What this task involves: Work through the records below and copy every line that includes "impl".

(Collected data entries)
================================

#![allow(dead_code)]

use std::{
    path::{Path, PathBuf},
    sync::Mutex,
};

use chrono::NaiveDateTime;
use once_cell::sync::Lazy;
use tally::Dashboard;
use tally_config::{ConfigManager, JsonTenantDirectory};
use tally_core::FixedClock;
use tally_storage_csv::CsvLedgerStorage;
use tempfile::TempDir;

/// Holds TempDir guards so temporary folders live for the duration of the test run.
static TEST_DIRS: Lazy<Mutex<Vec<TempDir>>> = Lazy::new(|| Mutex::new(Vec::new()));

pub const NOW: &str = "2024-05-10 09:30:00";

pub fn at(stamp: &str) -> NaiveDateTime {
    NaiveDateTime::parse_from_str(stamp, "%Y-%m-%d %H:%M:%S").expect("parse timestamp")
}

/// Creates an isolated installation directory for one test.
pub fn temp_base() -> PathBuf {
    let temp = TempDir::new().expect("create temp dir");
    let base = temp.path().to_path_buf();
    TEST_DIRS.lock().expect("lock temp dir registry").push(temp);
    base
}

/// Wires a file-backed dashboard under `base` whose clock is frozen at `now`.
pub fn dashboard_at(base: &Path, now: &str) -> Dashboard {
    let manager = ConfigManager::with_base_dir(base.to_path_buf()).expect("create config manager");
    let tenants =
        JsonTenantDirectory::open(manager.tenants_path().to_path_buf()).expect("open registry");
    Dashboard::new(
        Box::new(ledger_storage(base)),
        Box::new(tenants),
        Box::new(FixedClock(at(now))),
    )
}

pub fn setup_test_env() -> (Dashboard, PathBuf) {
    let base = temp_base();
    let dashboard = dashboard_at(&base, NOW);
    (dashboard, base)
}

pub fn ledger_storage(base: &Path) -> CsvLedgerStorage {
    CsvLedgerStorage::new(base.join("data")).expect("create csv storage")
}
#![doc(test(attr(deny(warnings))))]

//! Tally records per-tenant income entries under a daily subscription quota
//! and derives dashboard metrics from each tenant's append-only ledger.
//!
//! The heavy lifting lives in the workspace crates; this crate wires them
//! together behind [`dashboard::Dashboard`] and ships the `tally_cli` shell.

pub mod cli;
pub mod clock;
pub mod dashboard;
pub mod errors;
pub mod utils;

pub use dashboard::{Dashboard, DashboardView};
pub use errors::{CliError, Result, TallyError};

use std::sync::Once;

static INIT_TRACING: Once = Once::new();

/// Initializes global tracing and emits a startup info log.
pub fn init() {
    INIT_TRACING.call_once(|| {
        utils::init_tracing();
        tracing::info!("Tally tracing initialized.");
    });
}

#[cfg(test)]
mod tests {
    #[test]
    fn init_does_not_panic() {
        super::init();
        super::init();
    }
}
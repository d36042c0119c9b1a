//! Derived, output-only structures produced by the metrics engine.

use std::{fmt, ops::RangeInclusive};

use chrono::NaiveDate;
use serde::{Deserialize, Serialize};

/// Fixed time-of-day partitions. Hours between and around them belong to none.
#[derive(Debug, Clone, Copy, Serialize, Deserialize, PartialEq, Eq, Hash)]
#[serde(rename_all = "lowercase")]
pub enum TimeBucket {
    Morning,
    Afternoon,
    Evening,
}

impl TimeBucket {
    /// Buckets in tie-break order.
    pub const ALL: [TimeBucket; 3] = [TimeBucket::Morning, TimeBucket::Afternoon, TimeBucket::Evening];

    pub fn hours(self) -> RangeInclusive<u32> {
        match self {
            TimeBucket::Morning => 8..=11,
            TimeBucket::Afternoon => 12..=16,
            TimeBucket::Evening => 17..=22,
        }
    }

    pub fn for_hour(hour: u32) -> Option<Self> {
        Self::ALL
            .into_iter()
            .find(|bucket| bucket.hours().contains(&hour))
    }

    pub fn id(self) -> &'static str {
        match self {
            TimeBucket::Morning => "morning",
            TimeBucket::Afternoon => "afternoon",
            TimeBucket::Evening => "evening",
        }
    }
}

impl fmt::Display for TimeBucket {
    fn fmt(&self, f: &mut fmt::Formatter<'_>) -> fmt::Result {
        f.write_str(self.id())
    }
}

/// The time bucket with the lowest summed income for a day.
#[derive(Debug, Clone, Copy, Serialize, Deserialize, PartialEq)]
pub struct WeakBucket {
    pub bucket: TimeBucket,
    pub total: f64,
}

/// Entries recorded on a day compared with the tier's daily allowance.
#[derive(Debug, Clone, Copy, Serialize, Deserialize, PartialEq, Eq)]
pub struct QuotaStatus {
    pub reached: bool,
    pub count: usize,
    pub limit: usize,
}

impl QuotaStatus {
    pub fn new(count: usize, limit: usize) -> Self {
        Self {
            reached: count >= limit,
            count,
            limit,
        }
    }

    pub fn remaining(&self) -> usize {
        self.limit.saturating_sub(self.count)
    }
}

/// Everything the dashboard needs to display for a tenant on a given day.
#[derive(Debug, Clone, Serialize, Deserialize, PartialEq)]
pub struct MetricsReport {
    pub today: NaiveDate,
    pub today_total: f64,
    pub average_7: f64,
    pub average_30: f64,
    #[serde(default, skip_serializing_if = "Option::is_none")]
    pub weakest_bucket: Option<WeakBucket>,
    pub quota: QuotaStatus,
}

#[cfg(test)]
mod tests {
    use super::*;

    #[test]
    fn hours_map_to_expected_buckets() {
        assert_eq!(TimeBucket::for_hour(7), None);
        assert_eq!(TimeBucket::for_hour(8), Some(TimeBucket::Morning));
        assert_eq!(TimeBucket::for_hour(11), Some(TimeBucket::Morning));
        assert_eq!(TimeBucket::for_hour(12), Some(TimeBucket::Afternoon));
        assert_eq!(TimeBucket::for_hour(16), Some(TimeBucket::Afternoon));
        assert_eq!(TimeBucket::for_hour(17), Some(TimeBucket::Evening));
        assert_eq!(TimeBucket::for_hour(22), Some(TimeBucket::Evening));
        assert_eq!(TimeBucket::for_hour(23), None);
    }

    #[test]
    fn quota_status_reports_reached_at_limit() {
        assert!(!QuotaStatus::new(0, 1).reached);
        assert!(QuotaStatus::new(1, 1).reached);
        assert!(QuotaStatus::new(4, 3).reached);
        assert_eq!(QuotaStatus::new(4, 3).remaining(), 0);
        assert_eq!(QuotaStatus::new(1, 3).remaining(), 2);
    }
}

================================

Exercise output:
impl TimeBucket {
impl fmt::Display for TimeBucket {
impl QuotaStatus {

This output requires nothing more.